SINOP, MT – Em meio ao cenário político efervescente de Mato Grosso, uma pergunta ressoa com força nos bastidores e nas redes sociais: o que, de fato, define um bolsonarista? A questão ganha contornos ainda mais complexos quando se observa a trajetória de diversas lideranças que, hoje, se declaram alinhadas ao ex-presidente Jair Bolsonaro, mas que no passado flertaram, apoiaram ou até mesmo atuaram em conjunto com governos de esquerda.

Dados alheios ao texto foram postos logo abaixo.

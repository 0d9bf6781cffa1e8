//! Product API Handlers

use axum::extract::State;
use serde::Deserialize;
use shared::error::{ApiResponse, AppError, AppResult};
use shared::models::{Product, ProductCategory, ProductCreate, ProductUpdate, StockAdjustment};

use crate::api::extract::{AppJson, AppPath, AppQuery};
use crate::auth::CurrentUser;
use crate::catalog;
use crate::core::ServerState;
use crate::utils::{ok, ok_with_message};

#[derive(Debug, Deserialize)]
pub struct ListQuery {
    category: Option<String>,
}

/// GET /api/products - active products, optionally by category
pub async fn list(
    State(state): State<ServerState>,
    AppQuery(query): AppQuery<ListQuery>,
) -> AppResult<ApiResponse<Vec<Product>>> {
    let category = match query.category.as_deref().map(str::trim) {
        None | Some("") => None,
        Some(raw) => Some(raw.parse::<ProductCategory>().map_err(AppError::validation)?),
    };
    let products = catalog::list_active(&state.pool, category).await?;
    Ok(ok(products))
}

/// GET /api/products/{id}
pub async fn get_by_id(
    State(state): State<ServerState>,
    AppPath(id): AppPath<i64>,
) -> AppResult<ApiResponse<Product>> {
    Ok(ok(catalog::get_product(&state.pool, id).await?))
}

/// POST /api/products
pub async fn create(
    State(state): State<ServerState>,
    admin: CurrentUser,
    AppJson(payload): AppJson<ProductCreate>,
) -> AppResult<ApiResponse<Product>> {
    let product = catalog::create_product(&state.pool, payload).await?;
    tracing::info!(admin_id = admin.id, product_id = product.id, "Product created by admin");
    Ok(ok_with_message("Product created", product))
}

/// PUT /api/products/{id}
pub async fn update(
    State(state): State<ServerState>,
    admin: CurrentUser,
    AppPath(id): AppPath<i64>,
    AppJson(payload): AppJson<ProductUpdate>,
) -> AppResult<ApiResponse<Product>> {
    let product = catalog::update_product(&state.pool, id, payload).await?;
    tracing::info!(admin_id = admin.id, product_id = id, "Product updated by admin");
    Ok(ok_with_message("Product updated", product))
}

/// DELETE /api/products/{id} - soft delete
pub async fn delete(
    State(state): State<ServerState>,
    admin: CurrentUser,
    AppPath(id): AppPath<i64>,
) -> AppResult<ApiResponse<Product>> {
    let product = catalog::soft_delete_product(&state.pool, id).await?;
    tracing::info!(admin_id = admin.id, product_id = id, "Product deactivated by admin");
    Ok(ok_with_message("Product deactivated", product))
}

/// POST /api/products/{id}/stock - relative adjustment (`{"delta": -3}`)
pub async fn adjust_stock(
    State(state): State<ServerState>,
    admin: CurrentUser,
    AppPath(id): AppPath<i64>,
    AppJson(payload): AppJson<StockAdjustment>,
) -> AppResult<ApiResponse<Product>> {
    let product = catalog::adjust_stock(&state.pool, id, payload.delta).await?;
    tracing::info!(admin_id = admin.id, product_id = id, delta = payload.delta, "Stock adjusted by admin");
    Ok(ok(product))
}
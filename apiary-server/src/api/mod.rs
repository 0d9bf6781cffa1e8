//! HTTP API
//!
//! Every response uses the `ApiResponse` envelope (`success`, `code`,
//! `message`, `error`, `data`, `details`).
//!
//! | Prefix | Module | Auth |
//! |--------|--------|------|
//! | /health | [`health`] | public |
//! | /api/products | [`products`] | read public, write admin |
//! | /api/orders | [`orders`] | create + lookup public, rest admin |
//! | /api/site-config | [`site_config`] | public |
//! | /api/admin | [`admin`] | admin (login / verify public) |

pub mod admin;
pub mod extract;
pub mod health;
pub mod orders;
pub mod products;
pub mod site_config;

use axum::Router;
use tower::ServiceBuilder;
use tower_http::cors::CorsLayer;
use tower_http::trace::TraceLayer;

use crate::core::ServerState;

/// All routes, no middleware, no state
pub fn build_router(state: &ServerState) -> Router<ServerState> {
    Router::new()
        .merge(health::router())
        .merge(products::router())
        .merge(orders::router())
        .merge(site_config::router())
        .merge(admin::router(state))
}

/// Fully configured application, used by the server and by router tests
pub fn build_app(state: ServerState) -> Router {
    build_router(&state)
        .layer(
            ServiceBuilder::new()
                .layer(TraceLayer::new_for_http())
                .layer(CorsLayer::permissive()),
        )
        .with_state(state)
}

O cerne do debate não reside na legitimidade de mudanças de posicionamento – afinal, a política é dinâmica –, mas sim na aparente seletividade e incoerência com que o passado político de alguns é cobrado, enquanto o de outros é convenientemente ignorado.
Dois pesos, duas medidas?
A frase do jornalista Lúcio Sorge, “pau que bate em Chico não está batendo em Francisco”, ecoa perfeitamente a percepção de muitos. Parece haver um critério duplo no julgamento ideológico, especialmente quando se trata de figuras públicas em Mato Grosso.
Um exemplo notório é o da deputada estadual Janaína Riva. Apesar de sua popularidade e bom desempenho em pesquisas, ela frequentemente enfrenta críticas por declarações passadas, anteriores ao seu apoio a Bolsonaro em 2022. Setores mais radicais insistem em desenterrar esses posicionamentos para questionar sua lealdade ao movimento.
Contudo, essa mesma lupa crítica parece não ser aplicada a outros nomes com históricos igualmente, ou até mais, sinuosos:
• Otaviano Pivetta: O atual vice-governador, com passagens por partidos de centro-esquerda como o PDT, onde teve atuação destacada, hoje busca aproximação com o grupo bolsonarista. Curiosamente, Pivetta já teceu duras críticas a Bolsonaro, chegando a chamá-lo de “falastrão”.
• Mauro Mendes: O governador de Mato Grosso, em 2010, declarou apoio à então candidata Dilma Rousseff e, mais recentemente, em 2024, apareceu ao lado do presidente Luiz Inácio Lula da Silva, a quem se referiu como “estadista”. Seu histórico inclui filiação ao PSB, um partido de esquerda.
• José Medeiros: Atualmente no Partido Liberal (PL), Medeiros iniciou sua carreira política como aliado de figuras ligadas à esquerda, como Percival Muniz. Ele foi presidente municipal do antigo PPS (hoje Cidadania), partido com raízes no Partido Comunista Brasileiro (PCB). Postagens antigas em suas redes sociais, de 2011, mostram críticas a Jair Bolsonaro, a quem chamava de “Bulssonaro”.
A complexidade da política e o patrulhamento ideológico
Diante desses fatos, a pergunta se aprofunda: por que alguns são implacavelmente cobrados por seu passado, enquanto outros desfrutam de uma espécie de anistia política? Quem estabelece esses critérios? E, mais importante, quem pode se dizer imune a ter tido, em algum momento, proximidade com ideologias ou partidos de espectro diferente?
A política democrática é, por natureza, um campo de evolução de pensamento, liberdade de posicionamento e construção de alianças. No entanto, quando o debate é sequestrado por um patrulhamento ideológico seletivo, o que se vê é a fragilização do próprio sistema e a proliferação de incoerências.
O que realmente importa: o histórico completo de um político ou sua posição atual? E quem tem a prerrogativa de decidir quem pode ou não mudar de lado?
Em um cenário político cada vez mais polarizado, talvez o verdadeiro desafio não seja rotular quem é de direita ou de esquerda, mas sim garantir que a régua de avaliação seja a mesma para todos, promovendo um debate mais justo e transparente para a população de Sinop e de todo o Mato Grosso.